*WHAT YOU ARE ASKED TO DO*. Reproduce exactly, and only, the lines below from the one containing "for the history command" through the one containing "to load processing".

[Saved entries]
--------------------
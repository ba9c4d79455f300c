//! History command implementation
//!
//! Prints a record's processing log, oldest entry first.

use super::{connect, load, parse_record_key, try_code, EXIT_FATAL, EXIT_OK};
use crate::core::processing::{ProcessingLogManager, ProcessingState};
use crate::domain::{ProcessingLogEntry, RecordKey};
use clap::Args;
use serde::Serialize;

/// Arguments for the history command
#[derive(Args, Debug)]
pub struct HistoryArgs {
    /// Document type of the record
    pub document_type: String,

    /// Record id within the document type's partition
    pub id: i64,

    /// Print machine-readable JSON
    #[arg(long)]
    pub json: bool,
}

#[derive(Serialize)]
struct HistoryReport<'a> {
    record: String,
    received_at: Option<String>,
    state: ProcessingState,
    entries: &'a [ProcessingLogEntry],
}

impl HistoryArgs {
    /// Execute the history command
    pub async fn execute(&self, config_path: &str) -> anyhow::Result<i32> {
        let key = try_code!(parse_record_key(&self.document_type, self.id));
        let config = try_code!(load(config_path));
        let storage = try_code!(connect(&config).await);

        let record = match storage.receiving.get(key).await {
            Ok(Some(r)) => r,
            Ok(None) => {
                println!("❌ No such record: {key}");
                return Ok(EXIT_FATAL);
            }
            Err(e) => {
                println!("❌ Failed to load record {key}");
                println!("   Error: {e}");
                return Ok(EXIT_FATAL);
            }
        };

        let log = ProcessingLogManager::new(storage.log.clone());
        let history = match log.history(key).await {
            Ok(h) => h,
            Err(e) => {
                println!("❌ Failed to load processing log for {key}");
                println!("   Error: {e}");
                return Ok(EXIT_FATAL);
            }
        };
        let state = ProcessingState::from_history(&history);

        if self.json {
            let report = HistoryReport {
                record: key.to_string(),
                received_at: Some(record.received_at.to_rfc3339()),
                state,
                entries: &history,
            };
            println!("{}", serde_json::to_string_pretty(&report)?);
        } else {
            print_history(key, &record.received_at.format("%Y-%m-%d %H:%M:%S").to_string(), state, &history);
        }

        Ok(EXIT_OK)
    }
}

fn print_history(key: RecordKey, received_at: &str, state: ProcessingState, history: &[ProcessingLogEntry]) {
    println!("📜 Processing history for {key}");
    println!("  Received: {received_at}");
    println!("  State: {state}");
    println!();

    if history.is_empty() {
        println!("No processing log entries yet.");
        return;
    }

    println!(
        "{:<5} {:<18} {:<10} {:<21} Detail",
        "Seq", "Outcome", "Revision", "Logged At"
    );
    println!("{}", "-".repeat(100));
    for entry in history {
        let revision = entry
            .revision
            .map(|r| r.to_string())
            .unwrap_or_else(|| "-".to_string());
        println!(
            "{:<5} {:<18} {:<10} {:<21} {}",
            entry.sequence_number,
            entry.outcome.as_str(),
            revision,
            entry.timestamp.format("%Y-%m-%d %H:%M:%S"),
            entry.detail
        );
    }
    println!();
}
--------------------
*TASK RESPONSE*.
/// Arguments for the history command
#[derive(Args, Debug)]
pub struct HistoryArgs {
    /// Document type of the record
    pub document_type: String,

    /// Record id within the document type's partition
    pub id: i64,

    /// Print machine-readable JSON
    #[arg(long)]
    pub json: bool,
}

#[derive(Serialize)]
struct HistoryReport<'a> {
    record: String,
    received_at: Option<String>,
    state: ProcessingState,
    entries: &'a [ProcessingLogEntry],
}

impl HistoryArgs {
    /// Execute the history command
    pub async fn execute(&self, config_path: &str) -> anyhow::Result<i32> {
        let key = try_code!(parse_record_key(&self.document_type, self.id));
        let config = try_code!(load(config_path));
        let storage = try_code!(connect(&config).await);

        let record = match storage.receiving.get(key).await {
            Ok(Some(r)) => r,
            Ok(None) => {
                println!("❌ No such record: {key}");
                return Ok(EXIT_FATAL);
            }
            Err(e) => {
                println!("❌ Failed to load record {key}");
                println!("   Error: {e}");
                return Ok(EXIT_FATAL);
            }
        };

        let log = ProcessingLogManager::new(storage.log.clone());
        let history = match log.history(key).await {
            Ok(h) => h,
            Err(e) => {
                println!("❌ Failed to load processing log for {key}");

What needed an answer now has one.